_Entries supplied:_

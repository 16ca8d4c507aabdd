//! The agent handler.

use std::sync::Arc;

use async_trait::async_trait;
use serde_json::Value;
use tokio_util::sync::CancellationToken;
use weft_workflow::{Block, BlockKind};

use crate::error::HandlerError;
use crate::handler::{BlockHandler, HandlerOutput};
use crate::provider::{AgentProvider, AgentRequest};
use crate::scope::HandlerScope;

/// Calls the model provider for agent blocks.
///
/// With `stream: true` the provider's streaming envelope is handed to the
/// engine untouched; otherwise the completed response becomes the output.
pub struct AgentHandler {
    provider: Arc<dyn AgentProvider>,
}

impl AgentHandler {
    /// Create a handler over the given provider.
    pub fn new(provider: Arc<dyn AgentProvider>) -> Self {
        Self { provider }
    }
}

impl std::fmt::Debug for AgentHandler {
    fn fmt(&self, f: &mut std::fmt::Formatter<'_>) -> std::fmt::Result {
        f.debug_struct("AgentHandler").finish_non_exhaustive()
    }
}

/// Build a provider request from a block's resolved inputs.
pub(crate) fn request_from_inputs(resolved: &Value) -> AgentRequest {
    let get_str = |key: &str| {
        resolved
            .get(key)
            .and_then(Value::as_str)
            .map(str::to_owned)
    };
    AgentRequest {
        model: get_str("model"),
        system_prompt: get_str("systemPrompt"),
        prompt: get_str("prompt")
            .or_else(|| get_str("userPrompt"))
            .unwrap_or_default(),
        temperature: resolved.get("temperature").and_then(Value::as_f64),
        tools: resolved
            .get("tools")
            .and_then(Value::as_array)
            .cloned()
            .unwrap_or_default(),
    }
}

#[async_trait]
impl BlockHandler for AgentHandler {
    fn can_handle(&self, block: &Block) -> bool {
        block.kind == BlockKind::Agent
    }

    async fn execute(
        &self,
        _block: &Block,
        resolved: Value,
        _scope: &HandlerScope,
        cancel: CancellationToken,
    ) -> Result<HandlerOutput, HandlerError> {
        let request = request_from_inputs(&resolved);
        let streaming = resolved
            .get("stream")
            .and_then(Value::as_bool)
            .unwrap_or(false);

        if streaming {
            let envelope = self.provider.stream(request, cancel).await?;
            return Ok(HandlerOutput::Stream(envelope));
        }

        let response = self.provider.complete(request, cancel).await?;
        Ok(response.to_output().into())
    }
}

#[cfg(test)]
mod tests {
    use super::*;
    use crate::provider::{AgentResponse, TokenUsage};
    use pretty_assertions::assert_eq;
    use std::collections::{BTreeMap, HashMap};
    use weft_core::ExecutionId;
    use weft_workflow::Workflow;

    struct CannedProvider;

    #[async_trait]
    impl AgentProvider for CannedProvider {
        async fn complete(
            &self,
            request: AgentRequest,
            _cancel: CancellationToken,
        ) -> Result<AgentResponse, HandlerError> {
            Ok(AgentResponse {
                content: format!("answer to: {}", request.prompt),
                model: request.model,
                tokens: TokenUsage {
                    prompt: 10,
                    completion: 4,
                    total: 14,
                },
                provider_timing_ms: 7,
                ..AgentResponse::default()
            })
        }
    }

    fn scope() -> HandlerScope {
        HandlerScope::new(
            ExecutionId::v4(),
            Arc::new(Workflow {
                version: "1".into(),
                blocks: BTreeMap::new(),
                connections: vec![],
                loops: BTreeMap::new(),
                parallels: BTreeMap::new(),
            }),
            HashMap::new(),
        )
    }

    #[test]
    fn request_extraction() {
        let resolved = serde_json::json!({
            "model": "m1",
            "systemPrompt": "be terse",
            "prompt": "what now",
            "temperature": 0.2,
        });
        let request = request_from_inputs(&resolved);
        assert_eq!(request.model.as_deref(), Some("m1"));
        assert_eq!(request.system_prompt.as_deref(), Some("be terse"));
        assert_eq!(request.prompt, "what now");
        assert_eq!(request.temperature, Some(0.2));
    }

    #[test]
    fn user_prompt_fallback() {
        let request = request_from_inputs(&serde_json::json!({"userPrompt": "hi"}));
        assert_eq!(request.prompt, "hi");
    }

    #[tokio::test]
    async fn completed_response_becomes_output() {
        let handler = AgentHandler::new(Arc::new(CannedProvider));
        let block = Block::new("a", BlockKind::Agent, "Agent");
        let out = handler
            .execute(
                &block,
                serde_json::json!({"prompt": "what now", "model": "m1"}),
                &scope(),
                CancellationToken::new(),
            )
            .await
            .unwrap();
        let value = out.execution_value();
        assert_eq!(value["content"], "answer to: what now");
        assert_eq!(value["model"], "m1");
        assert_eq!(value["tokens"]["total"], 14);
    }

    #[tokio::test]
    async fn streaming_returns_the_envelope() {
        let handler = AgentHandler::new(Arc::new(CannedProvider));
        let block = Block::new("a", BlockKind::Agent, "Agent");
        let out = handler
            .execute(
                &block,
                serde_json::json!({"prompt": "x", "stream": true}),
                &scope(),
                CancellationToken::new(),
            )
            .await
            .unwrap();
        assert!(matches!(out, HandlerOutput::Stream(_)));
        assert_eq!(out.execution_value()["content"], "answer to: x");
    }
}
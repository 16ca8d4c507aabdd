//! The block handler trait.

use async_trait::async_trait;
use serde_json::Value;
use tokio_util::sync::CancellationToken;
use weft_workflow::Block;

use crate::error::HandlerError;
use crate::provider::StreamingExecution;
use crate::scope::HandlerScope;

/// What a handler hands back to the engine.
#[derive(Debug)]
pub enum HandlerOutput {
    /// A plain JSON output, folded into block state.
    Value(Value),
    /// A streaming envelope. The engine records the envelope's `execution`
    /// value as the block's output and propagates the stream untouched.
    Stream(StreamingExecution),
}

impl HandlerOutput {
    /// The JSON value downstream blocks will see.
    #[must_use]
    pub fn execution_value(&self) -> &Value {
        match self {
            Self::Value(v) => v,
            Self::Stream(s) => &s.execution,
        }
    }
}

impl From<Value> for HandlerOutput {
    fn from(value: Value) -> Self {
        Self::Value(value)
    }
}

/// One handler per block kind.
///
/// Handlers are stateless with respect to the run: all run state arrives
/// through `resolved` (the inputs after reference substitution) and `scope`
/// (a read-only snapshot). They must not retain the scope past the call, and
/// they must honor `cancel` at their suspension points.
#[async_trait]
pub trait BlockHandler: Send + Sync + 'static {
    /// Whether this handler executes `block`.
    fn can_handle(&self, block: &Block) -> bool;

    /// Execute the block.
    async fn execute(
        &self,
        block: &Block,
        resolved: Value,
        scope: &HandlerScope,
        cancel: CancellationToken,
    ) -> Result<HandlerOutput, HandlerError>;
}

#[cfg(test)]
mod tests {
    use super::*;

    #[test]
    fn handler_output_value_accessor() {
        let out = HandlerOutput::from(serde_json::json!({"a": 1}));
        assert_eq!(out.execution_value(), &serde_json::json!({"a": 1}));
    }
}
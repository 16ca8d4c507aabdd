//! The seam between the resolver and whoever owns execution state.

use serde_json::Value;

/// Supplies the values references resolve against.
///
/// The engine implements this over its execution context; handlers see it
/// through their read-only scope. Resolution priority is fixed: iteration
/// variables shadow block outputs, which shadow environment variables.
pub trait ReferenceSource {
    /// An iteration variable of the innermost enclosing loop or parallel
    /// (`index`, `item`, `currentItem`, ...).
    fn iteration_var(&self, name: &str) -> Option<Value>;

    /// A completed block's output, addressed by block name or id.
    fn block_output(&self, name_or_id: &str) -> Option<Value>;

    /// An environment variable, addressed as `env.NAME`.
    fn env_var(&self, name: &str) -> Option<String>;

    /// A bare identifier in condition text (the implicit upstream scope).
    ///
    /// Defaults to nothing; the condition handler exposes its upstream
    /// block's output fields here.
    fn local_var(&self, _name: &str) -> Option<Value> {
        None
    }
}

/// A plain map-backed source, used in tests and simple embeddings.
#[derive(Debug, Default, Clone)]
pub struct MapSource {
    /// Iteration variables.
    pub iteration: std::collections::HashMap<String, Value>,
    /// Block outputs by name or id.
    pub blocks: std::collections::HashMap<String, Value>,
    /// Environment variables.
    pub env: std::collections::HashMap<String, String>,
    /// Bare-identifier locals.
    pub locals: std::collections::HashMap<String, Value>,
}

impl ReferenceSource for MapSource {
    fn iteration_var(&self, name: &str) -> Option<Value> {
        self.iteration.get(name).cloned()
    }

    fn block_output(&self, name_or_id: &str) -> Option<Value> {
        self.blocks.get(name_or_id).cloned()
    }

    fn env_var(&self, name: &str) -> Option<String> {
        self.env.get(name).cloned()
    }

    fn local_var(&self, name: &str) -> Option<Value> {
        self.locals.get(name).cloned()
    }
}

#[cfg(test)]
mod tests {
    use super::*;

    #[test]
    fn map_source_lookups() {
        let mut source = MapSource::default();
        source.iteration.insert("index".into(), Value::from(2));
        source.blocks.insert("start".into(), serde_json::json!({"a": 1}));
        source.env.insert("HOME".into(), "/root".into());

        assert_eq!(source.iteration_var("index"), Some(Value::from(2)));
        assert_eq!(source.block_output("start"), Some(serde_json::json!({"a": 1})));
        assert_eq!(source.env_var("HOME"), Some("/root".into()));
        assert_eq!(source.local_var("anything"), None);
    }
}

_What the task asks:_
Set down only the lines above that fall between the line holding "block.kind == BlockKind::Agent" and the line holding "let envelope = self.provider.stream(request, cancel).await?;", inclusive, keeping each exact.

_Result of the exercise:_
        block.kind == BlockKind::Agent
    }

    async fn execute(
        &self,
        _block: &Block,
        resolved: Value,
        _scope: &HandlerScope,
        cancel: CancellationToken,
    ) -> Result<HandlerOutput, HandlerError> {
        let request = request_from_inputs(&resolved);
        let streaming = resolved
            .get("stream")
            .and_then(Value::as_bool)
            .unwrap_or(false);

        if streaming {
            let envelope = self.provider.stream(request, cancel).await?;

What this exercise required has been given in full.